Histoire[modifier | modifier le code]

La notion de Living Lab émerge à la fin des années 1990 aux États-Unis au sein du Massachusetts Institute of Technology (MIT)[3], grâce aux travaux de trois professeurs qui créent le premier Living Lab géré par un consortium de recherche[4].

En Europe, le développement des Living Labs a lieu à partir de 2006 dans le contexte de la Stratégie de Lisbonne pour relancer l'emploi. La présidence finlandaise de la Communauté européenne lance le projet Living Labs Europe ayant pour objectif de susciter et fédérer des initiatives locales en créant un réseau européen des Living Labs[5], appelé European Network of Living Labs (ENOLL)[6]. Le réseau ENOLL prend le statut d'association en 2010[5].

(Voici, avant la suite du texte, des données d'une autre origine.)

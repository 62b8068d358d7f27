//! Core types for the feed synchronization client

use serde::{Deserialize, Serialize};

/// A single feed entry
///
/// Posts are immutable once created; identity is `id`. Two posts with the
/// same `id` are the same logical entity regardless of which channel
/// delivered them.
#[derive(Debug, Clone, PartialEq, Eq, Serialize, Deserialize)]
pub struct Post {
    /// Opaque unique identifier, minted by the remote end
    pub id: String,
    /// Opaque identifier of the authoring peer
    pub author: String,
    /// Display name chosen by the author (some producers omit it)
    #[serde(default)]
    pub author_name: String,
    /// Post body
    pub content: String,
    /// Unix timestamp in seconds
    pub timestamp: i64,
}

impl Post {
    /// Whether this post was authored by the given peer
    pub fn is_authored_by(&self, peer_id: &str) -> bool {
        self.author == peer_id
    }

    /// Format the timestamp as a relative time string.
    ///
    /// Returns strings like "Just now", "5m ago", "2h ago", "3d ago".
    pub fn relative_time(&self) -> String {
        let now = chrono::Utc::now().timestamp();
        let diff_secs = now - self.timestamp;

        if diff_secs < 60 {
            "Just now".to_string()
        } else if diff_secs < 3600 {
            format!("{}m ago", diff_secs / 60)
        } else if diff_secs < 86400 {
            format!("{}h ago", diff_secs / 3600)
        } else {
            format!("{}d ago", diff_secs / 86400)
        }
    }
}

/// A roster entry for a connected peer
///
/// Mutable; identity is `peer_id`. Absence from the latest roster snapshot
/// (or an explicit peer-left event) removes it.
#[derive(Debug, Clone, PartialEq, Eq, Serialize, Deserialize)]
pub struct Peer {
    /// Opaque peer identifier (some producers emit it as `id`)
    #[serde(alias = "id")]
    pub peer_id: String,
    /// Display name, if the peer announced one
    #[serde(default)]
    pub name: Option<String>,
    /// Network address, if known
    #[serde(default)]
    pub address: Option<String>,
    /// Whether the peer is a browser client rather than a native node
    #[serde(default)]
    pub is_browser: bool,
}

impl Peer {
    /// Display name for the peer, falling back to a generic label
    pub fn display_name(&self) -> &str {
        self.name.as_deref().unwrap_or("Anonymous")
    }
}

/// Materialized view of the synchronized state
///
/// Posts are newest-first and unique by id; peers are unique by peer_id.
#[derive(Debug, Clone, Default, PartialEq, Serialize)]
pub struct FeedSnapshot {
    /// Our own peer identifier, once a channel has reported it
    pub local_peer_id: Option<String>,
    /// Feed entries, newest known first
    pub posts: Vec<Post>,
    /// Current peer roster
    pub peers: Vec<Peer>,
}

#[cfg(test)]
mod tests {
    use super::*;

    fn post(id: &str, author: &str) -> Post {
        Post {
            id: id.to_string(),
            author: author.to_string(),
            author_name: "Bob".to_string(),
            content: "hi".to_string(),
            timestamp: 1000,
        }
    }

    #[test]
    fn test_post_authorship() {
        let p = post("p1", "peer-b");
        assert!(p.is_authored_by("peer-b"));
        assert!(!p.is_authored_by("peer-a"));
    }

    #[test]
    fn test_post_missing_author_name_decodes_empty() {
        let p: Post = serde_json::from_str(
            r#"{"id":"p1","author":"b","content":"hi","timestamp":1000}"#,
        )
        .unwrap();
        assert_eq!(p.author_name, "");
    }

    #[test]
    fn test_post_relative_time_recent() {
        let mut p = post("p1", "b");
        p.timestamp = chrono::Utc::now().timestamp();
        assert_eq!(p.relative_time(), "Just now");

        p.timestamp = chrono::Utc::now().timestamp() - 120;
        assert_eq!(p.relative_time(), "2m ago");
    }

    #[test]
    fn test_peer_accepts_id_alias() {
        let peer: Peer = serde_json::from_str(r#"{"id":"abc","address":"/ip4/1.2.3.4"}"#).unwrap();
        assert_eq!(peer.peer_id, "abc");
        assert_eq!(peer.address.as_deref(), Some("/ip4/1.2.3.4"));
        assert!(!peer.is_browser);
    }

    #[test]
    fn test_peer_display_name() {
        let named: Peer = serde_json::from_str(r#"{"peer_id":"abc","name":"Love"}"#).unwrap();
        assert_eq!(named.display_name(), "Love");

        let anonymous: Peer = serde_json::from_str(r#"{"peer_id":"abc"}"#).unwrap();
        assert_eq!(anonymous.display_name(), "Anonymous");
    }

    #[test]
    fn test_snapshot_default_is_empty() {
        let snapshot = FeedSnapshot::default();
        assert!(snapshot.local_peer_id.is_none());
        assert!(snapshot.posts.is_empty());
        assert!(snapshot.peers.is_empty());
    }
}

Définition[modifier | modifier le code]

Un Living Lab regroupe des acteurs publics, privés, des entreprises, des associations, des acteurs individuels, dans l’objectif de tester « grandeur nature » des services, des outils ou des usages nouveaux. Il s’agit de sortir la recherche des laboratoires pour la faire descendre dans la vie de tous les jours, en ayant souvent une vue stratégique sur les usages potentiels de ces technologies. Tout cela se passe en coopération entre des collectivités locales, des entreprises, des laboratoires de recherche, ainsi que des utilisateurs potentiels. Il s'agit de favoriser l'innovation ouverte, partager les réseaux et impliquer les utilisateurs dès le début de la conception.

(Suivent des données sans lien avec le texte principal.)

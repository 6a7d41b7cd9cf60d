use super::helpers::exactly;
use crate::book::AddressBook;
use crate::commands::{CmdMessage, CmdResult};
use crate::error::{Result, Usage};

/// `all`: one `<name>: <phones>` line per contact.
pub fn run(book: &AddressBook, args: &[String]) -> Result<CmdResult> {
    exactly(args, 0, Usage::NoArguments)?;

    if book.is_empty() {
        return Ok(CmdResult::with_message(CmdMessage::info(
            "No contacts found.",
        )));
    }

    let mut result = CmdResult::default();
    for record in book.records() {
        result.add_message(CmdMessage::info(format!(
            "{}: {}",
            record.name,
            record.phone_list(", ")
        )));
    }
    Ok(result)
}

Enjeux[modifier | modifier le code]

Le Living Lab est une méthode où citoyens, habitants, usagers sont considérés comme des acteurs clés des processus de recherche et d’innovation. Cette approche est censée stimuler les collaborations entre des profils hétérogènes de personnes dans le but de développer des découvertes inattendues. Elle permet donc à une population d’influer sur les évolutions de notre société et d’en appréhender les enjeux sociaux, technologiques et économiques.

Cette approche s'éloigne de l'innovation centrée sur l'usager pour relever du projet porté par l'usager, telle que documentée par le cabinet « Umvelt » dans le cadre du réseau « Montreal InVivo »[7],[8].

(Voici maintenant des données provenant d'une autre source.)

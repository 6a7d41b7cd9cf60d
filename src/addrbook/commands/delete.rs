use super::helpers::exactly;
use crate::book::AddressBook;
use crate::commands::{CmdMessage, CmdResult};
use crate::error::{BookError, Result, Usage};

/// `del <name>`
pub fn run(book: &mut AddressBook, args: &[String]) -> Result<CmdResult> {
    let args = exactly(args, 1, Usage::Name)?;
    let name = &args[0];
    book.delete(name)
        .ok_or_else(|| BookError::ContactNotFound(name.clone()))?;
    Ok(CmdResult::with_message(CmdMessage::success(
        "Contact deleted.",
    )))
}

Ce schéma du projet porté par l'usager a été complété par le consortium « Inmediats »[9] qui l’enrichit de la participation de « communautés créatives et artistiques ». Ainsi complétée, l’approche Living Lab fait le pont avec les pratiques de résidences et d’ateliers liant arts, sciences et technologies et permet des points de jonction avec les dynamiques de recherches et innovations responsables.

Labellisations[modifier | modifier le code]

La certification Living Lab est notamment accordée par l'association belge ENOLL après examen des candidatures. Les Living Labs sont au départ situés principalement en Europe. En 2006 par exemple est créé le premier Living Lab agricole français, le Laboratoire d'Innovation Territorial (LIT) spécialisé dans les grandes cultures et implanté en Limagne Val-d'Allier. Néanmoins, de plus en plus de nouvelles labellisations étant décernées, ils se sont peu à peu implantés dans de nombreux pays et régions (une trentaine en 2009), comme la Chine, le Mozambique, Taïwan, l’Afrique du Sud ou encore le Brésil. Récemment sont nés l'Acadie Lab, un Living Lab canadien qui travaille sur la réhabilitation des agroécosystèmes du bassin versant de la rivière l'Acadie, et le Living Lab PA4All ( « Precision Agriculture for All - Agriculture de précision pour tous » ) en Serbie.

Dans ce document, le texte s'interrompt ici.